Lately, I seem to get a lot of phone calls from depressed and miserable friends. I'm not sure whether this is just due to the fact that they know I am trapped on a mountain and can't run away, or whether it is because they want me to cheer them up. Possibly the answer is a combination of both things at once.
You see, I suffer from a Pollyanna like state of always trying to look on the cheerful side. I can't bear feeling unhappy and in addition I am an inveterate 'fixer upper'. If something is broken I want to put it right. My friends know this and will ring me when the world feels overwhelming and get me to put it in perspective for them, or I assume that is what they want me to do. Now of course this is lovely, and flattering in a way but listening to one monologue on the misery of life after another is draining. Ironically, this constant stream of people wanting me to cheer them up can get me down a little. It is exhausting being everybody's Pollyanna.

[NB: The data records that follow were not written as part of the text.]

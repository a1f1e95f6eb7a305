use saphyr::{MarkedYaml, Scalar, YamlData};
use unicase::UniCase;

use super::{
    error::{ExpectedType, MultilingualMessageContentsError, ParseMetadataError},
    message::{
        MessageContent, emit_message_contents, parse_message_contents_yaml,
        validate_message_contents,
    },
    yaml::{
        EmitYaml, TryFromYaml, YamlEmitter, YamlObjectType, get_required_string_value,
        get_string_value, get_value, parse_condition,
    },
};

/// Represents a file in a game's Data folder, including files in
/// subdirectories.
#[derive(Clone, Debug, Default, Eq, PartialEq, Ord, PartialOrd, Hash)]
pub struct File {
    name: Filename,
    display_name: Option<Box<str>>,
    detail: Box<[MessageContent]>,
    condition: Option<Box<str>>,
    constraint: Option<Box<str>>,
}

impl File {
    /// Create a value with the given name. This can also be a relative path.
    #[must_use]
    pub fn new(name: String) -> Self {
        Self {
            name: Filename::new(name),
            ..Default::default()
        }
    }

    /// Set the name to be displayed for the file in messages, formatted using
    /// CommonMark.
    #[must_use]
    pub fn with_display_name(mut self, display_name: String) -> Self {
        self.display_name = Some(display_name.into_boxed_str());
        self
    }

    /// Set the condition string.
    #[must_use]
    pub fn with_condition(mut self, condition: String) -> Self {
        self.condition = Some(condition.into_boxed_str());
        self
    }

    /// Set the detail message content, which may be appended to any messages
    /// generated for this file. If multilingual, one language must be
    /// [`MessageContent::DEFAULT_LANGUAGE`].
    pub fn with_detail(
        mut self,
        detail: Vec<MessageContent>,
    ) -> Result<Self, MultilingualMessageContentsError> {
        validate_message_contents(&detail)?;
        self.detail = detail.into_boxed_slice();
        Ok(self)
    }

    /// Set the constraint string.
    #[must_use]
    pub fn with_constraint(mut self, constraint: String) -> Self {
        self.constraint = Some(constraint.into_boxed_str());
        self
    }

    /// Gets the name of the file (which may actually be a path).
    pub fn name(&self) -> &Filename {
        &self.name
    }

    /// Get the display name of the file.
    pub fn display_name(&self) -> Option<&str> {
        self.display_name.as_deref()
    }

    /// Get the detail message content of the file.
    ///
    /// If this file causes an error message to be displayed, the detail message
    /// content should be appended to that message, as it provides more detail
    /// about the error (e.g. suggestions for how to resolve it).
    pub fn detail(&self) -> &[MessageContent] {
        &self.detail
    }

    /// Get the condition string.
    pub fn condition(&self) -> Option<&str> {
        self.condition.as_deref()
    }

    /// Get the constraint string.
    pub fn constraint(&self) -> Option<&str> {
        self.constraint.as_deref()
    }
}

/// Represents a case-insensitive filename.
#[derive(Clone, Debug, Default)]
pub struct Filename(Box<str>);

impl Filename {
    /// Create a value using the given string.
    #[must_use]
    pub fn new(s: String) -> Self {
        Filename(s.into())
    }

    /// Get this Filename as a string.
    pub fn as_str(&self) -> &str {
        &self.0
    }
}

impl PartialEq for Filename {
    fn eq(&self, other: &Self) -> bool {
        unicase::eq(&self.0, &other.0)
    }
}

impl Eq for Filename {}

impl PartialOrd for Filename {
    fn partial_cmp(&self, other: &Self) -> Option<std::cmp::Ordering> {
        Some(self.cmp(other))
    }
}

impl Ord for Filename {
    fn cmp(&self, other: &Self) -> std::cmp::Ordering {
        UniCase::new(&self.0).cmp(&UniCase::new(&other.0))
    }
}

impl std::hash::Hash for Filename {
    fn hash<H: std::hash::Hasher>(&self, state: &mut H) {
        UniCase::new(&self.0).hash(state);
    }
}

impl AsRef<str> for Filename {
    fn as_ref(&self) -> &str {
        &self.0
    }
}

impl std::fmt::Display for Filename {
    fn fmt(&self, f: &mut std::fmt::Formatter<'_>) -> std::fmt::Result {
        self.0.fmt(f)
    }
}

impl TryFromYaml for File {
    fn try_from_yaml(value: &MarkedYaml) -> Result<Self, ParseMetadataError> {
        match &value.data {
            YamlData::Value(Scalar::String(s)) => Ok(File {
                name: Filename::new(s.to_string()),
                display_name: None,
                detail: Box::default(),
                condition: None,
                constraint: None,
            }),
            YamlData::Mapping(h) => {
                let name =
                    get_required_string_value(value.span.start, h, "name", YamlObjectType::File)?;

                let display_name = get_string_value(h, "display", YamlObjectType::File)?;

                let detail = match get_value(h, "detail") {
                    Some(n) => parse_message_contents_yaml(
                        n,
                        "detail",
                        YamlObjectType::PluginCleaningData,
                    )?,
                    None => Box::default(),
                };

                let condition = parse_condition(h, "condition", YamlObjectType::File)?;

                let constraint = parse_condition(h, "constraint", YamlObjectType::File)?;

                Ok(File {
                    name: Filename::new(name.to_owned()),
                    display_name: display_name.map(|(_, s)| s.into()),
                    detail,
                    condition,
                    constraint,
                })
            }
            _ => Err(ParseMetadataError::unexpected_type(
                value.span.start,
                YamlObjectType::File,
                ExpectedType::MapOrString,
            )),
        }
    }
}

impl EmitYaml for File {
    fn is_scalar(&self) -> bool {
        self.condition.is_none()
            && self.constraint.is_none()
            && self.detail.is_empty()
            && self.display_name.is_none()
    }

    fn emit_yaml(&self, emitter: &mut YamlEmitter) {
        if self.is_scalar() {
            emitter.single_quoted_str(self.name.as_str());
            return;
        }

        emitter.begin_map();

        emitter.map_key("name");
        emitter.single_quoted_str(self.name.as_str());

        if let Some(display_name) = &self.display_name {
            emitter.map_key("display");
            emitter.single_quoted_str(display_name);
        }

        if !self.detail.is_empty() {
            emit_message_contents(&self.detail, emitter, "detail");
        }

        if let Some(condition) = &self.condition {
            emitter.map_key("condition");
            emitter.single_quoted_str(condition);
        }

        if let Some(constraint) = &self.constraint {
            emitter.map_key("constraint");
            emitter.single_quoted_str(constraint);
        }

        emitter.end_map();
    }
}

#[cfg(test)]
mod tests {
    use super::*;

    mod file_eq {
        use super::*;

        #[test]
        fn should_be_case_insensitive_on_name() {
            assert_eq!(File::new("name".into()), File::new("name".into()));
            assert_eq!(File::new("name".into()), File::new("NAME".into()));
            assert_ne!(File::new("name1".into()), File::new("name2".into()));
        }
    }

    mod filename_eq {
        use super::*;

        #[test]
        fn should_be_case_insensitive_on_name() {
            assert_eq!(Filename::new("name".into()), Filename::new("name".into()));
            assert_eq!(Filename::new("name".into()), Filename::new("NAME".into()));
            assert_ne!(Filename::new("name1".into()), Filename::new("name2".into()));
        }
    }

    mod try_from_yaml {
        use crate::metadata::parse;

        use super::*;

        #[test]
        fn should_only_set_name_if_decoding_from_scalar() {
            let yaml = parse("name1");

            let file = File::try_from_yaml(&yaml).unwrap();

            assert_eq!("name1", file.name().as_str());
            assert!(file.display_name().is_none());
            assert!(file.condition().is_none());
            assert!(file.constraint().is_none());
            assert!(file.detail().is_empty());
        }

        #[test]
        fn should_error_if_given_a_list() {
            let yaml = parse("[0, 1, 2]");

            assert!(File::try_from_yaml(&yaml).is_err());
        }

        #[test]
        fn should_error_if_name_is_missing() {
            let yaml = parse("{display: display1}");

            assert!(File::try_from_yaml(&yaml).is_err());
        }

        #[test]
        fn should_error_if_given_an_invalid_condition() {
            let yaml = parse("{name: name1, condition: invalid}");

            assert!(File::try_from_yaml(&yaml).is_err());
        }

        #[test]
        fn should_error_if_given_an_invalid_constraint() {
            let yaml = parse("{name: name1, constraint: invalid}");

            assert!(File::try_from_yaml(&yaml).is_err());
        }

        #[test]
        fn should_set_all_given_fields() {
            let yaml = parse(
                "{name: name1, display: display1, condition: 'file(\"Foo.esp\")', constraint: 'file(\"Bar.esp\")', detail: 'details'}",
            );

            let file = File::try_from_yaml(&yaml).unwrap();

            assert_eq!("name1", file.name().as_str());
            assert_eq!("display1", file.display_name().unwrap());
            assert_eq!("file(\"Foo.esp\")", file.condition().unwrap());
            assert_eq!("file(\"Bar.esp\")", file.constraint().unwrap());
            assert_eq!(&[MessageContent::new("details".into())], file.detail());
        }

        #[test]
        fn should_leave_optional_fields_empty_if_not_present() {
            let yaml = parse("{name: name1}");

            let file = File::try_from_yaml(&yaml).unwrap();

            assert_eq!("name1", file.name().as_str());
            assert!(file.display_name().is_none());
            assert!(file.condition().is_none());
            assert!(file.constraint().is_none());
            assert!(file.detail().is_empty());
        }

        #[test]
        fn should_read_all_listed_detail_message_contents() {
            let yaml = parse(
                "{name: name1, detail: [{text: english, lang: en}, {text: french, lang: fr}]}",
            );

            let file = File::try_from_yaml(&yaml).unwrap();

            assert_eq!(
                &[
                    MessageContent::new("english".into()),
                    MessageContent::new("french".into()).with_language("fr".into())
                ],
                file.detail()
            );
        }

        #[test]
        fn should_not_error_if_one_detail_is_given_and_it_is_not_english() {
            let yaml = parse("name: name1\ndetail:\n  - lang: fr\n    text: content1");

            let file = File::try_from_yaml(&yaml).unwrap();

            assert_eq!(
                &[MessageContent::new("content1".into()).with_language("fr".into())],
                file.detail()
            );
        }

        #[test]
        fn should_error_if_multiple_details_are_given_and_none_are_english() {
            let yaml = parse(
                "name: name1\ndetail:\n  - lang: de\n    text: content1\n  - lang: fr\n    text: content2",
            );

            assert!(File::try_from_yaml(&yaml).is_err());
        }
    }

    mod emit_yaml {
        use crate::metadata::emit;

        use super::*;

        #[test]
        fn should_emit_only_name_scalar_if_other_fields_are_empty() {
            let file = File::new("filename".into());
            let yaml = emit(&file);

            assert_eq!(format!("'{}'", file.name.as_str()), yaml);
        }

        #[test]
        fn should_emit_map_with_display_if_display_name_is_not_empty() {
            let file = File::new("filename".into()).with_display_name("display1".into());
            let yaml = emit(&file);

            assert_eq!(
                format!(
                    "name: '{}'\ndisplay: '{}'",
                    file.name.as_str(),
                    file.display_name.unwrap()
                ),
                yaml
            );
        }

        #[test]
        fn should_emit_map_with_condition_if_it_is_not_empty() {
            let file = File::new("filename".into()).with_condition("condition1".into());
            let yaml = emit(&file);

            assert_eq!(
                format!(
                    "name: '{}'\ncondition: '{}'",
                    file.name.as_str(),
                    file.condition.unwrap()
                ),
                yaml
            );
        }

        #[test]
        fn should_emit_map_with_constraint_if_it_is_not_empty() {
            let file = File::new("filename".into()).with_constraint("constraint1".into());
            let yaml = emit(&file);

            assert_eq!(
                format!(
                    "name: '{}'\nconstraint: '{}'",
                    file.name.as_str(),
                    file.constraint.unwrap()
                ),
                yaml
            );
        }

        #[test]
        fn should_emit_map_with_a_detail_string_if_detail_is_monolingual() {
            let file = File::new("filename".into())
                .with_detail(vec![MessageContent::new("message".into())])
                .unwrap();
            let yaml = emit(&file);

            assert_eq!(
                format!(
                    "name: '{}'\ndetail: '{}'",
                    file.name.as_str(),
                    file.detail[0].text()
                ),
                yaml
            );
        }

        #[test]
        fn should_emit_map_with_a_detail_array_if_detail_is_multilingual() {
            let file = File::new("filename".into())
                .with_detail(vec![
                    MessageContent::new("english".into()).with_language("en".into()),
                    MessageContent::new("french".into()).with_language("fr".into()),
                ])
                .unwrap();
            let yaml = emit(&file);

            assert_eq!(
                format!(
                    "name: '{}'
detail:
  - lang: {}
    text: '{}'
  - lang: {}
    text: '{}'",
                    file.name.as_str(),
                    file.detail[0].language(),
                    file.detail[0].text(),
                    file.detail[1].language(),
                    file.detail[1].text()
                ),
                yaml
            );
        }

        #[test]
        fn should_emit_map_with_all_fields_set() {
            let file = File::new("filename".into())
                .with_display_name("display1".into())
                .with_condition("condition1".into())
                .with_constraint("constraint1".into())
                .with_detail(vec![
                    MessageContent::new("english".into()).with_language("en".into()),
                    MessageContent::new("french".into()).with_language("fr".into()),
                ])
                .unwrap();
            let yaml = emit(&file);

            assert_eq!(
                format!(
                    "name: '{}'
display: '{}'
detail:
  - lang: {}
    text: '{}'
  - lang: {}
    text: '{}'
condition: '{}'
constraint: '{}'",
                    file.name.as_str(),
                    file.display_name.unwrap(),
                    file.detail[0].language(),
                    file.detail[0].text(),
                    file.detail[1].language(),
                    file.detail[1].text(),
                    file.condition.unwrap(),
                    file.constraint.unwrap(),
                ),
                yaml
            );
        }
    }
}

To illustrate two examples at the moment. I have a friend who is a very successful artist, but like all artists I know, she has an ambigious desire to see her work sell but a complete inability to actually sell it herself. Consequently she spends the time bemoaning the fact that the Cork Street Gallery that she sells at won't push her work hard enough, but if somebody came up to her and said 'Can I buy 3 of your paintings please' there is a good chance she would say 'No' and then run away and hide.
I can understand the opposing forces that influence her, and none of it is helped by the fact that she is in the throes of post natal depression. The difficulty is that there are only so many times I can repeat the same mantras to her and if she acts on none of them then I start feeling like Sisyphus and his rock. My will to help evaporates and I dread the phone call. I'm not sure that that doesn't make me a terrible person.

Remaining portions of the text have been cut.